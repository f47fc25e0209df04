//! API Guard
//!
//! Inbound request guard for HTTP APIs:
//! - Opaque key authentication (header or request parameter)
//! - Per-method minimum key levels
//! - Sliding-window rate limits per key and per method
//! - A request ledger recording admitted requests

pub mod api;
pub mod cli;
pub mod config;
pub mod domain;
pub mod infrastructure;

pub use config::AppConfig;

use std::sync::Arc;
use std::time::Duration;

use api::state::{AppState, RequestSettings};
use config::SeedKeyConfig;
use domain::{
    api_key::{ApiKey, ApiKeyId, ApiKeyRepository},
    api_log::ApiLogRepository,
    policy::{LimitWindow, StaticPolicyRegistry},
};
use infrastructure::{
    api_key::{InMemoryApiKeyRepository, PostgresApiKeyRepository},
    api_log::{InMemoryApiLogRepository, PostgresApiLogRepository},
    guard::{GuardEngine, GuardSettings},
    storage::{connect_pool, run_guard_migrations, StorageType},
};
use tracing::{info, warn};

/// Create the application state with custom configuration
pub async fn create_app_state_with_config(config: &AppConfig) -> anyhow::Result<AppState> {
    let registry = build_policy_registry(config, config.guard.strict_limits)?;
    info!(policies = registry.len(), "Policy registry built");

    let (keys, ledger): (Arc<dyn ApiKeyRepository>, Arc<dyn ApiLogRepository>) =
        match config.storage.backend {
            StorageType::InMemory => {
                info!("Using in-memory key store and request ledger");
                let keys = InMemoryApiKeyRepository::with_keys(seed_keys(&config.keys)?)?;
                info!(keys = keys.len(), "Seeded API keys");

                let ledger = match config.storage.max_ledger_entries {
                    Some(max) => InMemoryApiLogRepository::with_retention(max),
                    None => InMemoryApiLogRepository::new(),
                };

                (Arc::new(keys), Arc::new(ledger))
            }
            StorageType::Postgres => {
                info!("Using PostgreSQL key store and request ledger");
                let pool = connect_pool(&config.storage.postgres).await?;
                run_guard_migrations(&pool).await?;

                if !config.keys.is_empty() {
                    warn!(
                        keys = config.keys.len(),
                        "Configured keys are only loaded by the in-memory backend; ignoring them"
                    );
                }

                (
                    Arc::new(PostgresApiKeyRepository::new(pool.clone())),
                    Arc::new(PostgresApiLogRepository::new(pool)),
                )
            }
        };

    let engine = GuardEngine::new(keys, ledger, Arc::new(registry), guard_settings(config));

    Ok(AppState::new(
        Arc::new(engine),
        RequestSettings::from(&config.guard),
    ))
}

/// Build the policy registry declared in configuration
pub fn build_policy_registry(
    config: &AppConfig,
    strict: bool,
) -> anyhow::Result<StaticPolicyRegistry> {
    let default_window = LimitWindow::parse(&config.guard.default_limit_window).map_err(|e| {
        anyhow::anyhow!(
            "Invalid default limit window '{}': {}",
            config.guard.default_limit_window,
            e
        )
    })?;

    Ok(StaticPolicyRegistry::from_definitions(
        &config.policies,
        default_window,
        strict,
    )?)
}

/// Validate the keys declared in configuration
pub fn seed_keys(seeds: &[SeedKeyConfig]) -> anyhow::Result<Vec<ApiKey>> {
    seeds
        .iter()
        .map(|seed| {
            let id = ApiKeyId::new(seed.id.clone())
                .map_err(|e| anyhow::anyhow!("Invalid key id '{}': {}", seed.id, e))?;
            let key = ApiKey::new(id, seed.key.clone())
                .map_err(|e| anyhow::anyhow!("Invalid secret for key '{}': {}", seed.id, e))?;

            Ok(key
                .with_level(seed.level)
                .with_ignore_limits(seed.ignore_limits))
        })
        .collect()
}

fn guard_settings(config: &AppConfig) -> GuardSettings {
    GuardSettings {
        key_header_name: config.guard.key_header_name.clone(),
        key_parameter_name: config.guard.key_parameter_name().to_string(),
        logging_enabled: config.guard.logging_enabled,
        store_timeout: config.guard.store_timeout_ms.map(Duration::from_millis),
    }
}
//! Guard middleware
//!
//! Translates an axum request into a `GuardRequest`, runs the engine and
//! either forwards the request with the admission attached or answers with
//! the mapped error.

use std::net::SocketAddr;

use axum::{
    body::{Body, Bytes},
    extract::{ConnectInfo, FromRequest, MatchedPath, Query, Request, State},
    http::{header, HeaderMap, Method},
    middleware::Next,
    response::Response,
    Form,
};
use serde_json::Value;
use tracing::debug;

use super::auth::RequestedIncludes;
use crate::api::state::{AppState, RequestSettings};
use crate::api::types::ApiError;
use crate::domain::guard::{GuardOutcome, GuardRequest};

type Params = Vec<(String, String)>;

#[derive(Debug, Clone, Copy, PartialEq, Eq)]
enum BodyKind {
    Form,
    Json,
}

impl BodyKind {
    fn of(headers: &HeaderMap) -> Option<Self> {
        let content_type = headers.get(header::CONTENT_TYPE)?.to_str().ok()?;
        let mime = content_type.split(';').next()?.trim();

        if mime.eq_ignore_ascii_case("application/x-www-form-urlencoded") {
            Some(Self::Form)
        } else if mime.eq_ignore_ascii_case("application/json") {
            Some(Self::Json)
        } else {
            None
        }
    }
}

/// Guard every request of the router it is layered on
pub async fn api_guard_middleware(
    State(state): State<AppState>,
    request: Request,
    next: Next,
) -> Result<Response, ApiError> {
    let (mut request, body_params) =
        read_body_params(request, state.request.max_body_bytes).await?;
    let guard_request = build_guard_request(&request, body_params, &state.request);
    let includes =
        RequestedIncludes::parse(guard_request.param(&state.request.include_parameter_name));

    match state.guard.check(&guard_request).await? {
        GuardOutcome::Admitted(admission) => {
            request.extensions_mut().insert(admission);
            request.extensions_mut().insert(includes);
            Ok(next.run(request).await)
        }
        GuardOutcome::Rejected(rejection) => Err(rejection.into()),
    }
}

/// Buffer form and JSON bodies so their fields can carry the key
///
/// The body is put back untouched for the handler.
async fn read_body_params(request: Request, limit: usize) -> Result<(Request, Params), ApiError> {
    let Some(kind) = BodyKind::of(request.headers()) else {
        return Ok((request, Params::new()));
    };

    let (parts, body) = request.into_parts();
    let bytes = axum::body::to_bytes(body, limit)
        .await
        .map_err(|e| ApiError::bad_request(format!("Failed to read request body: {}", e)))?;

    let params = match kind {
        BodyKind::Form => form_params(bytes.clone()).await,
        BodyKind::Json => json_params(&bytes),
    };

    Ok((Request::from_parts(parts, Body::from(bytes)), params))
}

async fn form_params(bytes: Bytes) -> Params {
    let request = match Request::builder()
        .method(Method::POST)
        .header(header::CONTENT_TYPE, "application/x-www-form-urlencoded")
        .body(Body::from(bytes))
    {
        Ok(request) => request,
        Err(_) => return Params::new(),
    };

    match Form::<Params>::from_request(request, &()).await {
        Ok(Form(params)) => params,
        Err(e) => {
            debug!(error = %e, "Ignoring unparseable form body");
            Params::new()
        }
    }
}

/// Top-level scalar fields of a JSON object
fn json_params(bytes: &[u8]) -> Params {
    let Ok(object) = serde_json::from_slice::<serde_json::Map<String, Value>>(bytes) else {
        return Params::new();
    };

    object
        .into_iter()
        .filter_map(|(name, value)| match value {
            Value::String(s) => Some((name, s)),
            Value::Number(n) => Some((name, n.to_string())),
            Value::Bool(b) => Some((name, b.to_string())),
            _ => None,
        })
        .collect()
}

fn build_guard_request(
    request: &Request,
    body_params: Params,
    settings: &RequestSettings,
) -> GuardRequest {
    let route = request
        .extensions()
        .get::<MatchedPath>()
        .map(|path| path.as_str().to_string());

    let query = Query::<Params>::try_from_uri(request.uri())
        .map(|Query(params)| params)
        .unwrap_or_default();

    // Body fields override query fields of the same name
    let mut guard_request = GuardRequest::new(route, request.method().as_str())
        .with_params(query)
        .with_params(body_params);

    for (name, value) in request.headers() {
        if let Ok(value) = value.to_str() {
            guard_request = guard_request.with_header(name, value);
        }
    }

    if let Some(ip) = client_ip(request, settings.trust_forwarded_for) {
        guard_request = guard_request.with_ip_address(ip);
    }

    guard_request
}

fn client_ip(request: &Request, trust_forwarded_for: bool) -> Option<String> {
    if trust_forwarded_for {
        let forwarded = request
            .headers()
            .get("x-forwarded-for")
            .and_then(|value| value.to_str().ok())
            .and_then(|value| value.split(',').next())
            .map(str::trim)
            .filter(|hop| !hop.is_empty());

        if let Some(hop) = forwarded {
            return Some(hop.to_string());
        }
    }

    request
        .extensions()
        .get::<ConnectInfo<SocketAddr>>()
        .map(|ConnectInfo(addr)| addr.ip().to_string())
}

**ACTIVITY**: Your whole answer should be one number, the count of lines in the records that hold "ApiError".

**EXERCISE OUTPUT**: 4